Mischievous Moonlight

“And people really believe it?”

He grinned at the unmistakable derision in my voice. “It’s a true story, Ellie.”

“You believe it? That a woman — a, a ghost — actually appears in the back seat of your car?” I tilted my head towards the back of the Explorer.

Randolph couldn’t be serious.

“It’s true.”

“Has it happened to you?”

He kept his eyes on the road. “It’s happened to people I know.”

“But it’s never happened to you.”

“Doesn’t happen always.” His hand flitted behind the steering wheel, and I heard the rhythmic tap-tap of the turn signal. “Only sometimes. People think they’re chosen. A test of sorts.”

He took the turn faster than I would have, but he was a good driver and I trusted him with my car. Randolph was a good guy, somewhat on the surly side, but I thought I felt the beating of a sincere heart when my head rested on his chest. He was educated and emotionally mature. If he believed in ghosts, though, maybe I’d have to reassess my opinion.

“Seriously, Randolph. I’ve heard something similar everywhere I’ve lived. In Mexico City, on the highway between the City and Cuernavaca, there’s a stretch where everyone drives past while murmuring a rosary, because it’s said if you don’t, a beautiful woman will appear on the next turn and, if you don’t stop for her, she’ll make you crash. In Cancun there’s the aluxes, a kind of… what are the Irish dwarves called?”


“Those. People actually build little houses for them so that they have a home and stay out of mischief. And in Europe there’s —“

“I’ve heard.”

“They’re just legends. Myths.”

“Which is it, legend or myth? They’re not the same.”

“I know,” I said impatiently. Sometimes Randolph knew exactly how to get under my skin.

“Legends have some truth to them, but myths are based on pure fantasy.”

“I know.”

I stared out at the dark landscape outside the reach of the Explorer’s headlights. Curaçao’s landscape hadn’t ceased to surprise me in the few months I’d been here. In daylight barren fields of cacti and craggy cliffs of eroded rock were unexpectedly interrupted by mirage-like expanses of ocean of impossible blue. It wasn’t what I’d had in mind when I accepted six months on an island that no one knows or can spell. “Curaçao”… I thought it was Brazil, but it’s on the coast of Venezuela, in between Bonaire (which even less people know) and Aruba.

When Management requested volunteers to train employees at the latest addition in the Royal Paradise resort chain, I didn’t hesitate. Visions of tropical Hawaii-esque lush landscapes filled my mind, the sound of pristine waterfalls rushing into quiet ponds rocking me to sleep in the two weeks I had to prepare for the trip. I left my roommate in charge of the cats and the little stray dog I’d been feeding for the past month, told her to rent my room if she could find someone who needed a place, but only till January when I’d be back. My friends threw me an enthusiastic farewell party that seemed rather pointless; I’d be gone only for six months. There were no tears and every goodbye felt like a ‘see you later’.

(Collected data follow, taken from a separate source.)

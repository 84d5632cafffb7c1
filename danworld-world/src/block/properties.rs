use std::collections::BTreeMap;

use log::warn;
use num_derive::FromPrimitive;
use num_traits::FromPrimitive;
use serde::{Deserialize, Serialize};

use super::{Axis, BlockFace, Half, RailShape, StairShape};

/// Kind of a tagged value. The discriminant is the 4 bit tag and also the order in which a
/// block's properties are emitted.
#[derive(FromPrimitive, PartialEq, Clone, Copy, Debug, Hash, Eq, PartialOrd, Ord)]
pub enum PropertyKind {
    Axis = 0,
    Age = 1,
    SnowLayers = 2,
    Level = 3,
    Half = 4,
    Facing = 5,
    Waterlogged = 6,
    Rotation = 7,
    Connections = 8,
    Open = 9,
    RailShape = 10,
    StairShape = 11,
}

/// A 4 bit tag and 12 bit payload, stored as one big-endian `u16`
#[derive(PartialEq, Clone, Copy, Debug, Eq)]
pub struct TaggedValue {
    pub kind: PropertyKind,
    pub payload: u16,
}

impl TaggedValue {
    pub const PAYLOAD_MASK: u16 = 0x0FFF;

    pub fn new(kind: PropertyKind, payload: u16) -> Self {
        debug_assert!(
            payload <= Self::PAYLOAD_MASK,
            "{kind:?} payload {payload} does not fit 12 bits"
        );
        Self {
            kind,
            payload: payload & Self::PAYLOAD_MASK,
        }
    }

    pub fn pack(self) -> u16 {
        ((self.kind as u16) << 12) | (self.payload & Self::PAYLOAD_MASK)
    }

    /// `None` for tags 12 to 15, which have no kind
    pub fn unpack(word: u16) -> Option<Self> {
        let kind = PropertyKind::from_u16(word >> 12)?;
        Some(Self {
            kind,
            payload: word & Self::PAYLOAD_MASK,
        })
    }
}

/// The orthogonal block state properties the export format keeps.
///
/// Each field is one capability. `None` means the block does not have it.
#[derive(Default, PartialEq, Clone, Debug, Eq, Serialize, Deserialize)]
#[serde(default)]
pub struct BlockProperties {
    pub axis: Option<Axis>,
    pub age: Option<u16>,
    pub layers: Option<u16>,
    pub level: Option<u16>,
    pub half: Option<Half>,
    pub facing: Option<BlockFace>,
    pub waterlogged: Option<bool>,
    pub rotation: Option<BlockFace>,
    /// Faces this block connects to, faces outside [`BlockFace::CONNECTIONS`] are ignored
    pub connections: Option<Vec<BlockFace>>,
    pub open: Option<bool>,
    pub rail_shape: Option<RailShape>,
    pub stair_shape: Option<StairShape>,
}

impl BlockProperties {
    pub fn is_empty(&self) -> bool {
        *self == Self::default()
    }

    /// Tagged values of this block, in tag order.
    ///
    /// Boolean capabilities only produce a value when they are true. Numbers above 4095 are
    /// skipped.
    pub fn extract(&self) -> Vec<TaggedValue> {
        let mut values = Vec::new();
        let mut push = |kind: PropertyKind, payload: u16| {
            if payload > TaggedValue::PAYLOAD_MASK {
                warn!("Skipping {kind:?} {payload}, it does not fit 12 bits");
            } else {
                values.push(TaggedValue::new(kind, payload));
            }
        };

        if let Some(axis) = self.axis {
            push(PropertyKind::Axis, axis as u16);
        }
        if let Some(age) = self.age {
            push(PropertyKind::Age, age);
        }
        if let Some(layers) = self.layers {
            push(PropertyKind::SnowLayers, layers);
        }
        if let Some(level) = self.level {
            push(PropertyKind::Level, level);
        }
        if let Some(half) = self.half {
            push(PropertyKind::Half, half as u16);
        }
        if let Some(facing) = self.facing {
            push(PropertyKind::Facing, facing.code());
        }
        if self.waterlogged == Some(true) {
            push(PropertyKind::Waterlogged, 1);
        }
        if let Some(rotation) = self.rotation {
            push(PropertyKind::Rotation, rotation.code());
        }
        if let Some(connections) = &self.connections {
            let mask = connections
                .iter()
                .fold(0, |mask, face| mask | face.connection_bit());
            push(PropertyKind::Connections, mask);
        }
        if self.open == Some(true) {
            push(PropertyKind::Open, 1);
        }
        if let Some(shape) = self.rail_shape {
            push(PropertyKind::RailShape, shape as u16);
        }
        if let Some(shape) = self.stair_shape {
            push(PropertyKind::StairShape, shape as u16);
        }

        values
    }

    /// Folds decoded tagged values back into a property set
    pub fn from_tagged(values: &[TaggedValue]) -> Self {
        let mut properties = Self::default();
        for value in values {
            let payload = value.payload;
            match value.kind {
                PropertyKind::Axis => properties.axis = Axis::from_u16(payload),
                PropertyKind::Age => properties.age = Some(payload),
                PropertyKind::SnowLayers => properties.layers = Some(payload),
                PropertyKind::Level => properties.level = Some(payload),
                PropertyKind::Half => properties.half = Half::from_u16(payload),
                PropertyKind::Facing => properties.facing = Some(BlockFace::from_code(payload)),
                PropertyKind::Waterlogged => properties.waterlogged = Some(payload != 0),
                PropertyKind::Rotation => {
                    properties.rotation = Some(BlockFace::from_code(payload))
                }
                PropertyKind::Connections => {
                    properties.connections = Some(
                        BlockFace::CONNECTIONS
                            .into_iter()
                            .filter(|face| payload & face.connection_bit() != 0)
                            .collect(),
                    )
                }
                PropertyKind::Open => properties.open = Some(payload != 0),
                PropertyKind::RailShape => {
                    properties.rail_shape = Some(RailShape::from_code(payload))
                }
                PropertyKind::StairShape => {
                    properties.stair_shape = Some(StairShape::from_code(payload))
                }
            }
        }
        properties
    }

    /// Reads a block state in its textual form, e.g. `facing=north` or `rotation=4`.
    ///
    /// `shape` means a rail shape on rails and a stair shape on everything else.
    /// Keys the format does not store are ignored.
    pub fn from_state(block: &str, state: &BTreeMap<String, String>) -> Self {
        let mut properties = Self::default();
        let mut connections: Option<Vec<BlockFace>> = None;

        for (key, value) in state {
            match key.as_str() {
                "axis" => properties.axis = Axis::from_name(value),
                "age" => properties.age = parse_number(key, value),
                "layers" => properties.layers = parse_number(key, value),
                "level" => properties.level = parse_number(key, value),
                "half" => properties.half = Half::from_name(value),
                "facing" => properties.facing = BlockFace::from_name(value),
                "waterlogged" => properties.waterlogged = parse_flag(value),
                "open" => properties.open = parse_flag(value),
                "rotation" => {
                    properties.rotation = parse_number(key, value)
                        .and_then(|rotation| u8::try_from(rotation).ok())
                        .and_then(BlockFace::from_rotation)
                }
                "shape" if block.contains("rail") => {
                    properties.rail_shape = Some(RailShape::from_name(value))
                }
                "shape" => properties.stair_shape = Some(StairShape::from_name(value)),
                "north" | "south" | "east" | "west" | "up" | "down" => {
                    let faces = connections.get_or_insert_with(Vec::new);
                    // Walls use none/low/tall instead of booleans
                    if !matches!(value.as_str(), "false" | "none") {
                        if let Some(face) = BlockFace::from_name(key) {
                            faces.push(face);
                        }
                    }
                }
                _ => {}
            }
        }

        if let Some(mut faces) = connections {
            faces.sort_by_key(|face| face.connection_bit());
            properties.connections = Some(faces);
        }
        properties
    }
}

/// Accepts numbers that fit a tagged value payload
fn parse_number(key: &str, value: &str) -> Option<u16> {
    match value.parse::<u16>() {
        Ok(number) if number <= TaggedValue::PAYLOAD_MASK => Some(number),
        Ok(number) => {
            warn!("Ignoring block state {key}={number}, above {}", TaggedValue::PAYLOAD_MASK);
            None
        }
        Err(_) => {
            warn!("Ignoring block state {key}={value}, not a number");
            None
        }
    }
}

fn parse_flag(value: &str) -> Option<bool> {
    match value {
        "true" => Some(true),
        "false" => Some(false),
        _ => None,
    }
}

#[cfg(test)]
mod tests {
    use std::collections::BTreeMap;

    use crate::block::{Axis, BlockFace, Half, RailShape, StairShape};

    use super::{BlockProperties, PropertyKind, TaggedValue};

    fn state(pairs: &[(&str, &str)]) -> BTreeMap<String, String> {
        pairs
            .iter()
            .map(|(key, value)| (key.to_string(), value.to_string()))
            .collect()
    }

    #[test]
    fn plain_block_has_no_values() {
        assert!(BlockProperties::default().extract().is_empty());
        assert!(BlockProperties::default().is_empty());
    }

    #[test]
    fn facing_comes_before_waterlogged() {
        let properties = BlockProperties {
            waterlogged: Some(true),
            facing: Some(BlockFace::East),
            ..Default::default()
        };
        let values = properties.extract();
        assert_eq!(
            values,
            vec![
                TaggedValue::new(PropertyKind::Facing, 1),
                TaggedValue::new(PropertyKind::Waterlogged, 1),
            ]
        );
        assert_eq!(values[0].pack(), 0x5001);
        assert_eq!(values[1].pack(), 0x6001);
    }

    #[test]
    fn false_flags_are_not_written() {
        let properties = BlockProperties {
            waterlogged: Some(false),
            open: Some(false),
            ..Default::default()
        };
        assert!(properties.extract().is_empty());
    }

    #[test]
    fn connections_form_a_mask() {
        let properties = BlockProperties {
            connections: Some(vec![BlockFace::North, BlockFace::West, BlockFace::SouthEast]),
            ..Default::default()
        };
        assert_eq!(
            properties.extract(),
            vec![TaggedValue::new(PropertyKind::Connections, 9)]
        );

        let unconnected = BlockProperties {
            connections: Some(vec![]),
            ..Default::default()
        };
        assert_eq!(
            unconnected.extract(),
            vec![TaggedValue::new(PropertyKind::Connections, 0)]
        );
    }

    #[test]
    fn every_kind_in_tag_order() {
        let properties = BlockProperties {
            axis: Some(Axis::Z),
            age: Some(7),
            layers: Some(3),
            level: Some(15),
            half: Some(Half::Bottom),
            facing: Some(BlockFace::Up),
            waterlogged: Some(true),
            rotation: Some(BlockFace::SouthSouthWest),
            connections: Some(vec![BlockFace::Up, BlockFace::Down]),
            open: Some(true),
            rail_shape: Some(RailShape::SouthWest),
            stair_shape: Some(StairShape::OuterRight),
        };
        let values = properties.extract();
        let tags: Vec<u16> = values.iter().map(|value| value.pack() >> 12).collect();
        assert_eq!(tags, (0..12).collect::<Vec<u16>>());
        let payloads: Vec<u16> = values.iter().map(|value| value.payload).collect();
        assert_eq!(payloads, vec![2, 7, 3, 15, 1, 14, 1, 12, 48, 1, 9, 3]);

        assert_eq!(BlockProperties::from_tagged(&values), properties);
    }

    #[test]
    fn unknown_tags_do_not_unpack() {
        assert_eq!(TaggedValue::unpack(0xC001), None);
        assert_eq!(TaggedValue::unpack(0xF000), None);
        assert_eq!(
            TaggedValue::unpack(0xB004),
            Some(TaggedValue::new(PropertyKind::StairShape, 4))
        );
    }

    #[test]
    fn stairs_from_state() {
        let properties = BlockProperties::from_state(
            "oak_stairs",
            &state(&[
                ("facing", "west"),
                ("half", "top"),
                ("shape", "inner_left"),
                ("waterlogged", "false"),
            ]),
        );
        assert_eq!(properties.facing, Some(BlockFace::West));
        assert_eq!(properties.half, Some(Half::Top));
        assert_eq!(properties.stair_shape, Some(StairShape::InnerLeft));
        assert_eq!(properties.rail_shape, None);
        assert_eq!(properties.waterlogged, Some(false));
    }

    #[test]
    fn rail_shape_depends_on_block() {
        let rail = BlockProperties::from_state(
            "minecraft:powered_rail",
            &state(&[("shape", "ascending_north")]),
        );
        assert_eq!(rail.rail_shape, Some(RailShape::AscendingNorth));
        assert_eq!(rail.stair_shape, None);

        let odd = BlockProperties::from_state("rail", &state(&[("shape", "figure_eight")]));
        assert_eq!(odd.rail_shape, Some(RailShape::EastWest));
    }

    #[test]
    fn sign_rotation_and_fence_connections() {
        let sign = BlockProperties::from_state("oak_sign", &state(&[("rotation", "8")]));
        assert_eq!(sign.rotation, Some(BlockFace::North));

        let wall = BlockProperties::from_state(
            "cobblestone_wall",
            &state(&[("east", "low"), ("north", "none"), ("up", "true"), ("west", "tall")]),
        );
        assert_eq!(
            wall.connections,
            Some(vec![BlockFace::East, BlockFace::West, BlockFace::Up])
        );
    }

    #[test]
    fn oversized_numbers_are_dropped() {
        let water = BlockProperties::from_state("water", &state(&[("level", "5000")]));
        assert_eq!(water.level, None);
        assert!(water.extract().is_empty());

        let widest = BlockProperties::from_state("water", &state(&[("level", "4095")]));
        assert_eq!(
            widest.extract(),
            vec![TaggedValue::new(PropertyKind::Level, 4095)]
        );

        let set_directly = BlockProperties {
            age: Some(5000),
            facing: Some(BlockFace::Up),
            ..Default::default()
        };
        assert_eq!(
            set_directly.extract(),
            vec![TaggedValue::new(PropertyKind::Facing, 14)]
        );
    }

    #[test]
    fn unknown_values_are_ignored() {
        let properties = BlockProperties::from_state(
            "lever",
            &state(&[("facing", "sideways"), ("age", "old"), ("powered", "true")]),
        );
        assert!(properties.is_empty());
    }
}
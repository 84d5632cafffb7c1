use std::path::PathBuf;

use serde::{Deserialize, Serialize};

use crate::ConfigError;

#[derive(Deserialize, Serialize, Debug, Clone)]
#[serde(default)]
pub struct OutputConfig {
    /// Folder region files are written into, relative to the working directory
    pub folder: PathBuf,
    /// Appended to the export name
    pub extension: String,
}

impl Default for OutputConfig {
    fn default() -> Self {
        Self {
            folder: PathBuf::from("exports"),
            extension: ".dan".to_string(),
        }
    }
}

impl OutputConfig {
    pub fn validate(&self) -> Result<(), ConfigError> {
        if self.extension.is_empty() {
            return Err(ConfigError::Invalid("output extension is empty".to_string()));
        }
        Ok(())
    }
}
pub mod math;

/// Strips the namespace of a resource key, `minecraft:grass_block` becomes `grass_block`.
#[inline]
pub fn strip_namespace(key: &str) -> &str {
    match key.split_once(':') {
        Some((_, path)) => path,
        None => key,
    }
}

#[cfg(test)]
mod tests {
    use super::strip_namespace;

    #[test]
    fn strips_only_the_namespace() {
        assert_eq!(strip_namespace("minecraft:grass_block"), "grass_block");
        assert_eq!(strip_namespace("stone"), "stone");
        assert_eq!(strip_namespace("mod:a:b"), "a:b");
    }
}
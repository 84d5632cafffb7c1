use std::borrow::Cow;

use danworld_config::FlatWorldConfig;
use danworld_util::math::position::BlockPos;

use crate::{biome::Biome, block::BlockProperties, source::WorldSource};

const AIR: &str = "air";

/// A superflat world: configured layers from y = 0 upward, air everywhere else
pub struct FlatWorldSource {
    /// Exclusive top of each layer, with its block
    layers: Vec<(u64, String, BlockProperties)>,
    biome: Biome,
    empty: BlockProperties,
}

impl FlatWorldSource {
    pub fn new(config: &FlatWorldConfig) -> Self {
        let mut top = 0u64;
        let layers = config
            .layers
            .iter()
            .map(|layer| {
                top += u64::from(layer.height);
                let properties = BlockProperties::from_state(&layer.block, &layer.properties);
                (top, layer.block.clone(), properties)
            })
            .collect();

        Self {
            layers,
            biome: Biome::from_name(&config.biome),
            empty: BlockProperties::default(),
        }
    }

    fn layer_at(&self, y: i32) -> Option<(&str, &BlockProperties)> {
        let y = u64::try_from(y).ok()?;
        let index = self.layers.partition_point(|(top, _, _)| *top <= y);
        self.layers
            .get(index)
            .map(|(_, block, properties)| (block.as_str(), properties))
    }
}

impl WorldSource for FlatWorldSource {
    fn block_type(&self, pos: &BlockPos) -> Cow<'_, str> {
        match self.layer_at(pos.0.y) {
            Some((block, _)) => Cow::Borrowed(block),
            None => Cow::Borrowed(AIR),
        }
    }

    fn biome(&self, _pos: &BlockPos) -> Biome {
        self.biome
    }

    fn block_properties(&self, pos: &BlockPos) -> Cow<'_, BlockProperties> {
        match self.layer_at(pos.0.y) {
            Some((_, properties)) => Cow::Borrowed(properties),
            None => Cow::Borrowed(&self.empty),
        }
    }
}

#[cfg(test)]
mod tests {
    use danworld_config::{FlatLayer, FlatWorldConfig};
    use danworld_util::math::position::BlockPos;

    use crate::{
        biome::Biome,
        block::{Axis, BlockProperties},
        source::WorldSource,
    };

    use super::FlatWorldSource;

    #[test]
    fn default_layers() {
        let world = FlatWorldSource::new(&FlatWorldConfig::default());
        assert_eq!(world.block_type(&BlockPos::new(0, 0, 0)), "bedrock");
        assert_eq!(world.block_type(&BlockPos::new(5, 1, -3)), "dirt");
        assert_eq!(world.block_type(&BlockPos::new(5, 2, -3)), "dirt");
        assert_eq!(world.block_type(&BlockPos::new(0, 3, 0)), "grass_block");
        assert_eq!(world.block_type(&BlockPos::new(0, 4, 0)), "air");
        assert_eq!(world.block_type(&BlockPos::new(0, -1, 0)), "air");
        assert_eq!(world.biome(&BlockPos::new(0, 0, 0)), Biome::Plains);
    }

    #[test]
    fn tall_layers_are_not_expanded() {
        let config = FlatWorldConfig {
            biome: "plains".to_string(),
            layers: vec![
                FlatLayer::new("stone", 4_000_000_000),
                FlatLayer::new("dirt", 1),
            ],
        };
        let world = FlatWorldSource::new(&config);
        assert_eq!(world.block_type(&BlockPos::new(0, i32::MAX, 0)), "stone");
        assert_eq!(world.block_type(&BlockPos::new(0, -1, 0)), "air");
    }

    #[test]
    fn layer_properties_are_parsed() {
        let mut log = FlatLayer::new("oak_log", 2);
        log.properties.insert("axis".to_string(), "x".to_string());
        let config = FlatWorldConfig {
            biome: "minecraft:desert".to_string(),
            layers: vec![log],
        };
        let world = FlatWorldSource::new(&config);

        assert_eq!(
            *world.block_properties(&BlockPos::new(0, 1, 0)),
            BlockProperties {
                axis: Some(Axis::X),
                ..Default::default()
            }
        );
        assert!(world.block_properties(&BlockPos::new(0, 2, 0)).is_empty());
        assert_eq!(world.biome(&BlockPos::new(0, 0, 0)), Biome::Desert);
    }
}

“You won’t be back.” Keelan, my closest friend, sat moping in a corner of the bar as the bulk of the crowd left that night. Her eyes had faint purple shadows under them that got worse when asthma struck.

I put an arm around her, my elbow knocking her almost empty glass. “Of course I’ll be back. Just six months. It’s not permanent.”

“Don’t go, Ellie. Everything will change.”

“Nothing’s gonna change, silly.”

“We’re here,” Randolph’s voice broke the silence, and I felt the car’s suspension rock softly as he slowed down over the gullies the recent rains had carved into the dirt.

There was a moon, but the landscape was only dark and menacing silhouettes until we came to a full stop and Randolph turned the engine off. His door clicked and thumped, and I was alone in the car. Without the headlights, the mondi of spiny bushes and saguaro came into focus in the silvery light, the red earth glazed where puddles lingered. The air smelled thick and green from the recent rain, and it vibrated with millions of the tiny tree frogs that somehow managed to survive in this parched land.

The flute-like cadence of the frogs was the only sound, and the moon was the only light, for miles around. This side of the island, the northwestern-most point that everyone calls Westpunt, is practically uninhabited. I walked away from the car, lighting a cigarette with a practiced hand protecting the flame; these islands were not called ‘windward’ without good reason. I inhaled, smoke welding with the textured scent of moist vegetation into my lungs. I felt alone in the world, like there had never been another human being on the planet and there never would be, and that was the way it should be.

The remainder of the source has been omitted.